Directions:
Copy every line below precisely, leaving nothing out.

Records for processing:
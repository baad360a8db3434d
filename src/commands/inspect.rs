//! Inspect command implementation

use crate::config::Config;
use crate::crawl::{inspect_raw, RawDiagnostics};
use crate::error::{Error, Result};
use std::path::PathBuf;
use tracing::info;

/// Run the raw-text diagnostic on a previously saved page
pub fn cmd_inspect(config: &Config, file: Option<PathBuf>) -> Result<RawDiagnostics> {
    let path = file.unwrap_or_else(|| config.raw_output_path());
    if !path.exists() {
        return Err(Error::Other(format!(
            "Raw page not found: {} (run 'appatlas scrape' first)",
            path.display()
        )));
    }

    info!("Inspecting {}", path.display());
    let html = std::fs::read_to_string(&path)?;
    Ok(inspect_raw(&html))
}

#[cfg(test)]
mod tests {
    use super::*;
    use tempfile::TempDir;

    #[test]
    fn test_inspect_saved_page() {
        let tmp = TempDir::new().unwrap();
        let mut config = Config::default();
        config.paths.base_dir = tmp.path().to_path_buf();
        std::fs::write(
            config.raw_output_path(),
            r#"<html><body><div id="__next"></div><script id="__NEXT_DATA__">{}</script></body></html>"#,
        )
        .unwrap();

        let diagnostics = cmd_inspect(&config, None).unwrap();
        assert!(diagnostics.minimal_static_content);
        assert_eq!(diagnostics.script_count, 1);
        assert!(diagnostics
            .frameworks
            .contains(&crate::crawl::SpaFramework::NextJs));
    }

    #[test]
    fn test_inspect_missing_file() {
        let tmp = TempDir::new().unwrap();
        let missing = tmp.path().join("nope.html");
        assert!(cmd_inspect(&Config::default(), Some(missing)).is_err());
    }
}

Task answer:
repository baad360a8db3434d
filename src/commands/inspect.rs
//! Inspect command implementation

use crate::config::Config;
use crate::crawl::{inspect_raw, RawDiagnostics};
use crate::error::{Error, Result};
use std::path::PathBuf;
use tracing::info;

/// Run the raw-text diagnostic on a previously saved page
pub fn cmd_inspect(config: &Config, file: Option<PathBuf>) -> Result<RawDiagnostics> {
    let path = file.unwrap_or_else(|| config.raw_output_path());
    if !path.exists() {
        return Err(Error::Other(format!(
            "Raw page not found: {} (run 'appatlas scrape' first)",
            path.display()
        )));
    }

    info!("Inspecting {}", path.display());
    let html = std::fs::read_to_string(&path)?;
    Ok(inspect_raw(&html))
}

#[cfg(test)]
mod tests {
    use super::*;
    use tempfile::TempDir;

    #[test]
    fn test_inspect_saved_page() {
        let tmp = TempDir::new().unwrap();
        let mut config = Config::default();
        config.paths.base_dir = tmp.path().to_path_buf();
        std::fs::write(
            config.raw_output_path(),
            r#"<html><body><div id="__next"></div><script id="__NEXT_DATA__">{}</script></body></html>"#,
        )
        .unwrap();

        let diagnostics = cmd_inspect(&config, None).unwrap();
        assert!(diagnostics.minimal_static_content);
        assert_eq!(diagnostics.script_count, 1);
        assert!(diagnostics
            .frameworks
            .contains(&crate::crawl::SpaFramework::NextJs));
    }

    #[test]
    fn test_inspect_missing_file() {
        let tmp = TempDir::new().unwrap();
        let missing = tmp.path().join("nope.html");
        assert!(cmd_inspect(&Config::default(), Some(missing)).is_err());
    }
}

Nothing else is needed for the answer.